*Task to complete*: From the line with "use crate::tab::BEATS_PER_MEASURE;" through the line with "duration: pitch.duration *", repeat the entries verbatim, both end lines included, and add nothing.

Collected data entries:
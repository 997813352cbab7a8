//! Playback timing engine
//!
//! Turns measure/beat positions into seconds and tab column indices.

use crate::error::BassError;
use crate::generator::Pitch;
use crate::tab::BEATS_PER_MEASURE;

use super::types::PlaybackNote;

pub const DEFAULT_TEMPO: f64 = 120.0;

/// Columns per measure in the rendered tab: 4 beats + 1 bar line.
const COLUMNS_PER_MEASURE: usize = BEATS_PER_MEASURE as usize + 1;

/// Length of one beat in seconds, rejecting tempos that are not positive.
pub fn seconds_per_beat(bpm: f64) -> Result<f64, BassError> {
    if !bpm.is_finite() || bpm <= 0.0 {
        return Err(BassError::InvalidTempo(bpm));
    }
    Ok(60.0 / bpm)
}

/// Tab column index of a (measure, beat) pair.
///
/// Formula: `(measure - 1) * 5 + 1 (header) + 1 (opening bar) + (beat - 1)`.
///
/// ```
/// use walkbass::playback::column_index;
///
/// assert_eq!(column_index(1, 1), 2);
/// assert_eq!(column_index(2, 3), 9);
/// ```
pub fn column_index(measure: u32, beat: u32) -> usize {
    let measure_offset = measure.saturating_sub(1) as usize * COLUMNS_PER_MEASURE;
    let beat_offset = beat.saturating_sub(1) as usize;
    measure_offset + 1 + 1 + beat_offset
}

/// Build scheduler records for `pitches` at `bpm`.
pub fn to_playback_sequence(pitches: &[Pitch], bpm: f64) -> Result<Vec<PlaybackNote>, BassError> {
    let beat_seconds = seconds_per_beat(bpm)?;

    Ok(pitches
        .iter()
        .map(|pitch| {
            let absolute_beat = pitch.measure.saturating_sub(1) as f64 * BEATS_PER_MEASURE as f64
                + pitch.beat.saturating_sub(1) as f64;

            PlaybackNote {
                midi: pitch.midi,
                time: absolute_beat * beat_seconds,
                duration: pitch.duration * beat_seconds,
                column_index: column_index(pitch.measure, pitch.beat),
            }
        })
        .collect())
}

*Result below*:
use crate::tab::BEATS_PER_MEASURE;

use super::types::PlaybackNote;

pub const DEFAULT_TEMPO: f64 = 120.0;

/// Columns per measure in the rendered tab: 4 beats + 1 bar line.
const COLUMNS_PER_MEASURE: usize = BEATS_PER_MEASURE as usize + 1;

/// Length of one beat in seconds, rejecting tempos that are not positive.
pub fn seconds_per_beat(bpm: f64) -> Result<f64, BassError> {
    if !bpm.is_finite() || bpm <= 0.0 {
        return Err(BassError::InvalidTempo(bpm));
    }
    Ok(60.0 / bpm)
}

/// Tab column index of a (measure, beat) pair.
///
/// Formula: `(measure - 1) * 5 + 1 (header) + 1 (opening bar) + (beat - 1)`.
///
/// ```
/// use walkbass::playback::column_index;
///
/// assert_eq!(column_index(1, 1), 2);
/// assert_eq!(column_index(2, 3), 9);
/// ```
pub fn column_index(measure: u32, beat: u32) -> usize {
    let measure_offset = measure.saturating_sub(1) as usize * COLUMNS_PER_MEASURE;
    let beat_offset = beat.saturating_sub(1) as usize;
    measure_offset + 1 + 1 + beat_offset
}

/// Build scheduler records for `pitches` at `bpm`.
pub fn to_playback_sequence(pitches: &[Pitch], bpm: f64) -> Result<Vec<PlaybackNote>, BassError> {
    let beat_seconds = seconds_per_beat(bpm)?;

    Ok(pitches
        .iter()
        .map(|pitch| {
            let absolute_beat = pitch.measure.saturating_sub(1) as f64 * BEATS_PER_MEASURE as f64
                + pitch.beat.saturating_sub(1) as f64;

            PlaybackNote {
                midi: pitch.midi,
                time: absolute_beat * beat_seconds,
                duration: pitch.duration * beat_seconds,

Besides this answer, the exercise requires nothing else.